Ferner stehe dem Kläger auch kein Recht zur Arbeitsverweigerung zu, § 275 Abs. 3 BGB. Die Erkrankung des Klägers sei völlig unklar. Außerdem gehe der Kläger mit der geplanten Urlaubsreise – zumal in ein Land, für welches zum Zeitpunkt der Reise eine Reisewarnung bestand und welches seit Juni 2020 als Risikogebiet eingestuft war – bewusst ein Infektionsrisiko ein. Er könne sich daher nicht auf eine Unzumutbarkeit wegen Ansteckungsrisiken am Arbeitsplatz berufen.
PRAXISHINWEIS
Die Entscheidung des Arbeitsgerichts ist zu begrüßen. Das Arbeitsgericht hat festgestellt, dass sofern der Arbeitgeber die Möglichkeit des Arbeitens im Homeoffice eröffnet (bzw. eröffnen muss), keine Konkretisierung des Arbeitsortes eintritt. Auch die Corona-bedingten Arbeitsschutznormen führen nicht zu einem Homeoffice Zwang. Selbst in den verschärften Versionen der Corona-Verordnungen und des Infektionsschutzgesetzes (§ 28b Abs. 7 IfSG) sind Ausnahmen von der „Homeoffice-Pflicht“ aus „zwingenden betrieblichen Gründen“ möglich. Die Einarbeitung neuer Kollegen und die Unterweisung in betriebliche Abläufe wird wohl auch in Zukunft als ein solcher zwingender betrieblicher Grund betrachtet werden können. Zwingend ist dieser Schluss allerdings nicht.

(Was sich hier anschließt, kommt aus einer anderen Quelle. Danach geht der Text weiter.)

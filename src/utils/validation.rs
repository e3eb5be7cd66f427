//! Utilidades de validación
//!
//! Reglas del lado cliente que bloquean un formulario antes de enviar
//! cualquier request: email, código de verificación, fortaleza de contraseña,
//! motivos obligatorios y calificaciones.

use lazy_static::lazy_static;
use regex::Regex;
use serde::Serialize;
use validator::ValidationError;

pub const PASSWORD_MIN_LENGTH: usize = 8;
pub const RESET_CODE_LENGTH: usize = 4;
pub const MOTIVO_OBLIGATORIO: &str = "Debes indicar el motivo de la cancelación";

lazy_static! {
    static ref SPECIAL_CHAR_REGEX: Regex = Regex::new(r#"[!@#$%^&*(),.?":{}|<>]"#)
        .expect("regex de caracteres especiales inválida");
    static ref RESET_CODE_REGEX: Regex =
        Regex::new(r"^\d{4}$").expect("regex de código inválida");
}

/// Desglose de los requisitos de contraseña (para mostrar en la UI)
#[derive(Debug, Clone, Copy, PartialEq, Eq, Serialize)]
pub struct PasswordChecks {
    pub length: bool,
    pub uppercase: bool,
    pub lowercase: bool,
    pub digit: bool,
    pub special: bool,
}

impl PasswordChecks {
    pub fn evaluate(password: &str) -> Self {
        Self {
            length: password.chars().count() >= PASSWORD_MIN_LENGTH,
            uppercase: password.chars().any(|c| c.is_uppercase()),
            lowercase: password.chars().any(|c| c.is_lowercase()),
            digit: password.chars().any(|c| c.is_ascii_digit()),
            special: SPECIAL_CHAR_REGEX.is_match(password),
        }
    }

    pub fn is_strong(&self) -> bool {
        self.length && self.uppercase && self.lowercase && self.digit && self.special
    }

    /// Primer requisito incumplido, en el orden en que se muestra al usuario
    pub fn first_failure(&self) -> Option<&'static str> {
        if !self.length {
            Some("La contraseña debe tener al menos 8 caracteres")
        } else if !self.uppercase {
            Some("La contraseña debe incluir al menos una mayúscula")
        } else if !self.lowercase {
            Some("La contraseña debe incluir al menos una minúscula")
        } else if !self.digit {
            Some("La contraseña debe incluir al menos un número")
        } else if !self.special {
            Some("La contraseña debe incluir al menos un carácter especial")
        } else {
            None
        }
    }
}

/// Validar fortaleza de contraseña
pub fn validate_password_strength(password: &str) -> Result<(), ValidationError> {
    let checks = PasswordChecks::evaluate(password);
    match checks.first_failure() {
        None => Ok(()),
        Some(message) => {
            let mut error = ValidationError::new("password_strength");
            error.message = Some(message.into());
            error.add_param("checks".into(), &checks);
            Err(error)
        }
    }
}

/// Validar formato de email
pub fn validate_email(value: &str) -> Result<(), ValidationError> {
    if !validator::validate_email(value.trim()) {
        let mut error = ValidationError::new("email");
        error.message = Some("Ingresa un correo electrónico válido".into());
        error.add_param("value".into(), &value.to_string());
        return Err(error);
    }
    Ok(())
}

/// Validar código de verificación de 4 dígitos
pub fn validate_reset_code(value: &str) -> Result<(), ValidationError> {
    if !RESET_CODE_REGEX.is_match(value) {
        let mut error = ValidationError::new("reset_code");
        error.message = Some("Ingresa el código completo de 4 dígitos".into());
        error.add_param("length".into(), &RESET_CODE_LENGTH);
        return Err(error);
    }
    Ok(())
}

/// Motivo obligatorio de una cancelación
pub fn validate_motivo(value: &str) -> Result<(), ValidationError> {
    if value.trim().is_empty() {
        let mut error = ValidationError::new("motivo_required");
        error.message = Some(MOTIVO_OBLIGATORIO.into());
        return Err(error);
    }
    Ok(())
}

/// Validar que un valor esté en un rango específico
pub fn validate_range<T: PartialOrd + std::fmt::Display + Serialize>(
    value: T,
    min: T,
    max: T,
) -> Result<(), ValidationError> {
    if value < min || value > max {
        let mut error = ValidationError::new("range");
        error.add_param("min".into(), &min);
        error.add_param("max".into(), &max);
        error.add_param("actual".into(), &value);
        return Err(error);
    }
    Ok(())
}

/// Puntaje de calificación (1 a 5)
pub fn validate_puntaje(puntaje: u8) -> Result<(), ValidationError> {
    validate_range(puntaje, 1, 5).map_err(|mut error| {
        error.message = Some("La calificación debe estar entre 1 y 5".into());
        error
    })
}

/// Satisfacción NPS (0 a 10)
pub fn validate_nps(nps: u8) -> Result<(), ValidationError> {
    validate_range(nps, 0, 10).map_err(|mut error| {
        error.message = Some("La satisfacción NPS debe estar entre 0 y 10".into());
        error
    })
}

/// Mensaje legible de un `ValidationError` (o el código si no tiene mensaje)
pub fn message_of(error: &ValidationError) -> String {
    error
        .message
        .as_ref()
        .map(|m| m.to_string())
        .unwrap_or_else(|| error.code.to_string())
}
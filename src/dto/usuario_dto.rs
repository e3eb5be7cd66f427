use serde::Deserialize;

use crate::models::usuario::{Usuario, UsuariosPage};

/// Respuesta de `/admin/users`: `{users, total}` o un array
#[derive(Debug, Clone, Deserialize)]
#[serde(untagged)]
pub enum UsuariosPayload {
    Paginado {
        #[serde(alias = "usuarios")]
        users: Vec<Usuario>,
        total: Option<u64>,
    },
    Legacy(Vec<Usuario>),
}

impl From<UsuariosPayload> for UsuariosPage {
    fn from(payload: UsuariosPayload) -> Self {
        match payload {
            UsuariosPayload::Paginado { users, total } => {
                let total = total.unwrap_or(users.len() as u64);
                UsuariosPage { usuarios: users, total }
            }
            UsuariosPayload::Legacy(users) => UsuariosPage {
                total: users.len() as u64,
                usuarios: users,
            },
        }
    }
}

Im Falle des Klägers in obiger Entscheidung kam erschwerend hinzu, dass er seine Arbeitsverweigerung mit dem geplanten Urlaub begründete und eine belastbare medizinische Diagnose zum Zeitpunkt der Kündigung nicht vorlag. Insoweit könnte obige Entscheidung bei Vorlage eines ärztlichen Attestes und geschickterer Kommunikation gegenüber dem Arbeitgeber anders ausfallen. Um die eingangs aufgeworfene Frage zu beantworten: Die Entscheidung ist und bleibt eine Einzelfallentscheidung und gerade im Zusammenhang mit der Abwägung entgegenstehender Interessen im Falle des § 315 BGB muss der Abwägungsvorgang individuell betrachtet werden.

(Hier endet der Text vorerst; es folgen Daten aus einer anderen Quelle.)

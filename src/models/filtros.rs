//! Filtros del listado de reservas
//!
//! Los textos se recortan antes de enviarse y solo viajan al servidor si
//! tienen al menos `MIN_FILTER_LENGTH` caracteres; los más cortos se evalúan
//! sobre la página ya cargada.

use chrono::NaiveDate;
use serde::Serialize;

use super::reserva::{EstadoReserva, Reserva};

pub const MIN_FILTER_LENGTH: usize = 3;

/// Filtro por estado: todos o uno concreto
#[derive(Debug, Clone, Copy, PartialEq, Eq, Default, Serialize)]
pub enum FiltroEstado {
    #[default]
    Todos,
    Estado(EstadoReserva),
}

/// Campos de texto filtrables
#[derive(Debug, Clone, Copy, PartialEq, Eq)]
pub enum CampoFiltro {
    Search,
    NombreServicio,
    NombreEmpresa,
    NombreContacto,
}

#[derive(Debug, Clone, Default, PartialEq, Eq, Serialize)]
pub struct FiltrosReserva {
    pub search: String,
    pub nombre_servicio: String,
    pub nombre_empresa: String,
    pub nombre_contacto: String,
    pub fecha_desde: Option<NaiveDate>,
    pub fecha_hasta: Option<NaiveDate>,
    pub estado: FiltroEstado,
}

impl FiltrosReserva {
    pub fn texto(&self, campo: CampoFiltro) -> &str {
        match campo {
            CampoFiltro::Search => &self.search,
            CampoFiltro::NombreServicio => &self.nombre_servicio,
            CampoFiltro::NombreEmpresa => &self.nombre_empresa,
            CampoFiltro::NombreContacto => &self.nombre_contacto,
        }
    }

    pub fn set_texto(&mut self, campo: CampoFiltro, valor: impl Into<String>) {
        let valor = valor.into();
        match campo {
            CampoFiltro::Search => self.search = valor,
            CampoFiltro::NombreServicio => self.nombre_servicio = valor,
            CampoFiltro::NombreEmpresa => self.nombre_empresa = valor,
            CampoFiltro::NombreContacto => self.nombre_contacto = valor,
        }
    }

    fn textos(&self) -> [(CampoFiltro, &'static str, &str); 4] {
        [
            (CampoFiltro::Search, "search", self.search.as_str()),
            (CampoFiltro::NombreServicio, "nombre_servicio", self.nombre_servicio.as_str()),
            (CampoFiltro::NombreEmpresa, "nombre_empresa", self.nombre_empresa.as_str()),
            (CampoFiltro::NombreContacto, "nombre_contacto", self.nombre_contacto.as_str()),
        ]
    }

    /// Número de filtros distintos de su valor por defecto
    pub fn active_count(&self) -> usize {
        let textos = self
            .textos()
            .iter()
            .filter(|(_, _, valor)| !valor.trim().is_empty())
            .count();
        let predicados = [
            self.fecha_desde.is_some(),
            self.fecha_hasta.is_some(),
            self.estado != FiltroEstado::Todos,
        ];
        textos + predicados.iter().filter(|activo| **activo).count()
    }

    pub fn is_empty(&self) -> bool {
        self.active_count() == 0
    }

    /// Parámetros que viajan al servidor (sin paginación)
    pub fn query_pairs(&self) -> Vec<(String, String)> {
        let mut pairs: Vec<(String, String)> = self
            .textos()
            .iter()
            .filter_map(|(_, key, valor)| {
                let valor = valor.trim();
                (valor.chars().count() >= MIN_FILTER_LENGTH)
                    .then(|| (key.to_string(), valor.to_string()))
            })
            .collect();

        if let Some(desde) = self.fecha_desde {
            pairs.push(("fecha_desde".to_string(), desde.format("%Y-%m-%d").to_string()));
        }
        if let Some(hasta) = self.fecha_hasta {
            pairs.push(("fecha_hasta".to_string(), hasta.format("%Y-%m-%d").to_string()));
        }
        if let FiltroEstado::Estado(estado) = self.estado {
            pairs.push(("estado".to_string(), estado.as_str().to_string()));
        }
        pairs
    }

    /// Aplicar localmente los filtros de texto demasiado cortos para el servidor
    pub fn matches_locally(&self, reserva: &Reserva) -> bool {
        self.textos().iter().all(|(campo, _, valor)| {
            let valor = valor.trim();
            let len = valor.chars().count();
            if len == 0 || len >= MIN_FILTER_LENGTH {
                return true;
            }
            let needle = valor.to_lowercase();
            let contains = |texto: &str| texto.to_lowercase().contains(&needle);
            match campo {
                CampoFiltro::Search => {
                    contains(&reserva.descripcion)
                        || contains(&reserva.nombre_servicio)
                        || contains(&reserva.nombre_empresa)
                        || contains(&reserva.nombre_contacto)
                }
                CampoFiltro::NombreServicio => contains(&reserva.nombre_servicio),
                CampoFiltro::NombreEmpresa => contains(&reserva.nombre_empresa),
                CampoFiltro::NombreContacto => contains(&reserva.nombre_contacto),
            }
        })
    }
}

Die Entscheidung verdeutlicht ferner das arbeitsrechtliche Konfliktpotenzial der „Corona-Zeit“ und zeigt, wie wichtig es ist, eine Homeoffice Vereinbarung mit den beteiligten Arbeitnehmern abzuschließen. Darin sollten insbesondere Rechte und Pflichten der Parteien geregelt werden. So kann dem Mitarbeiter vor Augen geführt werden, dass die Arbeit im Homeoffice lediglich vorübergehender Natur ist. Daneben sollten beispielsweise Zugangsrechte des Arbeitgebers zum Homeoffice und datenschutzrechtliche Klauseln (z.B. Verschluss von Geschäftsinterna) enthalten sein.